Quello che sicuramente emerge è l’assenza di una effettiva definizione della “pena illegale” all’interno dell’intero comparto normativo nazionale.
Pertanto, è stata la giurisprudenza di legittimità ha plasmarne il contenuto e a fornirne una “definizione”.
Si pensi, in tal senso, a Sez. 6, n. 32243 del 15/7/2014, Tanzi, Rv. 260326 e Sez. 2, n. 22136 del 19/02/2013, Nisi, Rv. 255729 secondo le quali “è “ab origine” illegale – e ne è consentito il rilievo anche d’ufficio nel giudizio di cassazione – la pena diversa per specie da quella che la legge stabilisce per il reato, ovvero inferiore o superiore per quantità ai relativi limiti edittali, poiché, così caratterizzata, essa si colloca al di fuori dell’assetto normativo vigente”.
E, ancora, secondo Sez. 2, n. 14307 del 14/03/2017, Musumeci, Rv. 269748, “è stata ricondotta all’errore di diritto, non prospettabile per la prima volta e non rilevabile d’ufficio nel giudizio di legittimità, l’erronea applicazione della regola di cui all’art. 63, quarto comma, cod. pen. nella sentenza di primo grado, nella determinazione dell’incremento di pena a titolo di recidiva, in un caso in cui la pena finale non risultava comunque diversa, né esorbitante, dalla previsione legale” e secondo Sez.
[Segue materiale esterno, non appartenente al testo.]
//! Contracts: deferred obligations attached to Allow statements
//!
//! A statement that grants access can also constrain how the grant is used
//! downstream (e.g. a maximum number of keys returned by a listing). Contracts
//! are collected only from winning Allow statements and delivered to a
//! [`ContractSink`] once the decision is final.

use parking_lot::Mutex;
use serde::{Deserialize, Serialize};
use std::collections::BTreeMap;
use std::fmt;

/// Kind of deferred obligation
#[derive(Debug, Clone, Copy, PartialEq, Eq, PartialOrd, Ord, Hash, Serialize, Deserialize)]
pub enum ContractType {
    /// Latest time (RFC 3339) at which the grant may be exercised
    Expiration,
    /// Upper bound on items returned by listing operations
    MaxKeys,
}

impl fmt::Display for ContractType {
    fn fmt(&self, f: &mut fmt::Formatter<'_>) -> fmt::Result {
        match self {
            ContractType::Expiration => write!(f, "Expiration"),
            ContractType::MaxKeys => write!(f, "MaxKeys"),
        }
    }
}

/// A single obligation
#[derive(Debug, Clone, PartialEq, Eq, Serialize, Deserialize)]
#[serde(rename_all = "PascalCase")]
pub struct Contract {
    #[serde(rename = "Type")]
    pub contract_type: ContractType,
    pub value: String,
}

impl Contract {
    pub fn new(contract_type: ContractType, value: impl Into<String>) -> Self {
        Contract {
            contract_type,
            value: value.into(),
        }
    }
}

/// Contracts of one decision, at most one per type
pub type ContractMap = BTreeMap<ContractType, Contract>;

/// Receiver for the contracts of a successful Allow
pub trait ContractSink: Send + Sync {
    fn set_contracts(&self, contracts: ContractMap);
}

/// Per-request sink that keeps the last delivered contracts
#[derive(Debug, Default)]
pub struct RequestContracts {
    contracts: Mutex<Option<ContractMap>>,
}

impl RequestContracts {
    pub fn new() -> Self {
        Self::default()
    }

    /// Contracts delivered so far, if any
    pub fn contracts(&self) -> Option<ContractMap> {
        self.contracts.lock().clone()
    }

    /// Remove and return the delivered contracts
    pub fn take(&self) -> Option<ContractMap> {
        self.contracts.lock().take()
    }

    pub fn is_empty(&self) -> bool {
        self.contracts.lock().is_none()
    }
}

impl ContractSink for RequestContracts {
    fn set_contracts(&self, contracts: ContractMap) {
        *self.contracts.lock() = Some(contracts);
    }
}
U, n. 46653 del 26/06/2015, Della Fazia, Rv. 265110-1, “gli errori commessi nella determinazione di una pena comunque legittima nel suo valore finale più strettamente ineriscono alla c.d. legalità processuale, che fuoriesce dall’ambito del principio di legalità di cui all’art. 25 Cost., chiamando piuttosto in causa i principi regolativi del giusto processo ex art. 111 Cost; così come deve escludersi che rientrino nella nozione di pena illegale le pene ingiuste o eccessive, per le quali potrebbe porsi, semmai, un problema di coerenza con altri parametri costituzionali, quali quelli di uguaglianza, di proporzionalità, di ragionevolezza”.
La Quarta Sezione “chiude” l’excursus riprendendo i passaggi più rilevanti di varie pronunce emesse dalla Suprema Corte nella sua più alta composizione.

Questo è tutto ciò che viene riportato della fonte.